Tue, August 11, 8:00 to 9:30am, TBA

Abstract

Progressive prosecution has emerged as a reformist project aimed at using prosecutorial discretion to reduce racial disparities in the U.S. criminal legal system. Yet sex crimes remain conspicuously exempt from such progressive reforms. Drawing on 46 in-depth interviews with officials in District Attorney and U.S. Attorney offices in California who have worked on sex crime cases, this article examines why officials who otherwise espouse progressive values consistently adopt punitive approaches in sex crime cases.
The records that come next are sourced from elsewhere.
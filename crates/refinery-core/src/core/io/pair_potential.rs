use super::error::ExportError;
use super::format::scientific;
use crate::core::forcefield::pair_potential::PairPotential;
use crate::core::forcefield::potential_map::PotentialMap;
use std::fs::File;
use std::io::{self, BufWriter, Write};
use std::path::{Path, PathBuf};
use tracing::info;

const DLPOLY_TITLE_WIDTH: usize = 72;
const DLPOLY_VALUES_PER_LINE: usize = 4;

/// Writes one potential in the block format: a commented header followed by one row per grid
/// point holding `r`, the full energy and derivative, the original and additional parts, and the
/// analytic energy and derivative.
///
/// The analytic columns at `r = 0` follow the table convention of ten times the value at the
/// first grid point.
pub fn write_block<W: Write>(writer: &mut W, potential: &PairPotential) -> io::Result<()> {
    let (name_i, name_j) = potential.type_names().unwrap_or(("?", "?"));
    writeln!(writer, "# Pair potential {name_i}-{name_j}")?;
    writeln!(
        writer,
        "#{:>9}  {:>12}  {:>12}  {:>12}  {:>12}  {:>12}  {:>12}",
        "", "Full", "Derivative", "Original", "Additional", "Exact(Orig)", "Exact(Deriv)"
    )?;
    writeln!(
        writer,
        "#{:>9}  {:>12}  {:>12}  {:>12}  {:>12}  {:>12}  {:>12}",
        "r(Angs)",
        "U(kJ/mol)",
        "dU(kJ/mol/Ang)",
        "U(kJ/mol)",
        "U(kJ/mol)",
        "U(kJ/mol)",
        "dU(kJ/mol/Ang)"
    )?;

    let delta = potential.delta();
    for n in 0..potential.n_points() {
        let r = n as f64 * delta;
        let (exact_energy, exact_force) = if n == 0 {
            (
                10.0 * potential.analytic_energy(delta),
                10.0 * potential.analytic_force(delta),
            )
        } else {
            (potential.analytic_energy(r), potential.analytic_force(r))
        };
        writeln!(
            writer,
            "{}  {}  {}  {}  {}  {}  {}",
            scientific(r, 10, 6),
            scientific(potential.u_full().value(n), 12, 6),
            scientific(potential.du_full().value(n), 12, 6),
            scientific(potential.u_original().value(n), 12, 6),
            scientific(potential.u_additional().value(n), 12, 6),
            scientific(exact_energy, 12, 6),
            scientific(exact_force, 12, 6),
        )?;
    }
    Ok(())
}

/// Writes every tabulated potential in `map` to `<prefix>-<I>-<J>.pp`, returning the paths written.
pub fn save_blocks(map: &PotentialMap, prefix: &Path) -> Result<Vec<PathBuf>, ExportError> {
    let mut written = Vec::with_capacity(map.potentials().len());
    for potential in map.potentials().iter().filter(|p| p.is_tabulated()) {
        let (name_i, name_j) = potential.type_names().unwrap_or(("?", "?"));
        let path = PathBuf::from(format!(
            "{}-{name_i}-{name_j}.pp",
            prefix.to_string_lossy()
        ));
        let file = File::create(&path).map_err(|e| ExportError::io(&path, e))?;
        let mut writer = BufWriter::new(file);
        write_block(&mut writer, potential)
            .and_then(|_| writer.flush())
            .map_err(|e| ExportError::io(&path, e))?;
        written.push(path);
    }
    info!(n_files = written.len(), "Saved pair potentials in block format.");
    Ok(written)
}

/// Writes all tabulated potentials of `map` as a DL_POLY `TABLE` file.
///
/// The file holds a title record (truncated to 72 characters), a mesh record
/// `delta range n_points`, and for each pair a header `I J 0.0 0.0` followed by the energies and
/// then `-r dU/dr`, four values per line.
pub fn write_dlpoly_table<W: Write>(
    writer: &mut W,
    map: &PotentialMap,
    title: &str,
) -> io::Result<()> {
    let title: String = title.chars().take(DLPOLY_TITLE_WIDTH).collect();
    writeln!(writer, "{title}")?;

    let settings = map.settings();
    let n_points = map
        .potentials()
        .first()
        .map_or(0, PairPotential::n_points);
    writeln!(
        writer,
        "{}{}{:>10}",
        scientific(settings.delta, 15, 7),
        scientific(settings.range, 15, 7),
        n_points
    )?;

    for potential in map.potentials().iter().filter(|p| p.is_tabulated()) {
        let (name_i, name_j) = potential.type_names().unwrap_or(("?", "?"));
        writeln!(
            writer,
            "{name_i:<8}{name_j:<8}{}{}",
            scientific(0.0, 15, 7),
            scientific(0.0, 15, 7)
        )?;

        write_dlpoly_values(writer, potential.u_full().y())?;

        let virial: Vec<f64> = potential
            .du_full()
            .x()
            .iter()
            .zip(potential.du_full().y())
            .map(|(r, du)| -r * du)
            .collect();
        write_dlpoly_values(writer, &virial)?;
    }
    Ok(())
}

fn write_dlpoly_values<W: Write>(writer: &mut W, values: &[f64]) -> io::Result<()> {
    for chunk in values.chunks(DLPOLY_VALUES_PER_LINE) {
        let line: String = chunk.iter().map(|&v| scientific(v, 15, 7)).collect();
        writeln!(writer, "{line}")?;
    }
    Ok(())
}

pub fn save_dlpoly_table(map: &PotentialMap, path: &Path, title: &str) -> Result<(), ExportError> {
    let file = File::create(path).map_err(|e| ExportError::io(path, e))?;
    let mut writer = BufWriter::new(file);
    write_dlpoly_table(&mut writer, map, title)
        .and_then(|_| writer.flush())
        .map_err(|e| ExportError::io(path, e))?;
    info!(path = %path.display(), n_pairs = map.potentials().len(), "Saved DL_POLY TABLE file.");
    Ok(())
}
I develop the concept of therapeutic retribution to capture the legitimizing mechanism through which state officials narrate punishment of offenders as care for victims. Prosecutors cast themselves as advocates correcting the sexism that once silenced female victims, while also portraying sex crimes as morally unambiguous and politically neutral. This narration reimagines punitive prosecution in sex crime cases as social justice work, and therefore progressive. However, in presenting sex crimes as uniquely heinous and politically neutral, therapeutic retribution obscures racialized operations of state power and reaffirms the legitimacy of punitive control. By analyzing this carve-out within progressive prosecution, this study advances sociological understandings of how states mobilize discourses of care and compassion to sustain punitive authority and reproduce inequality.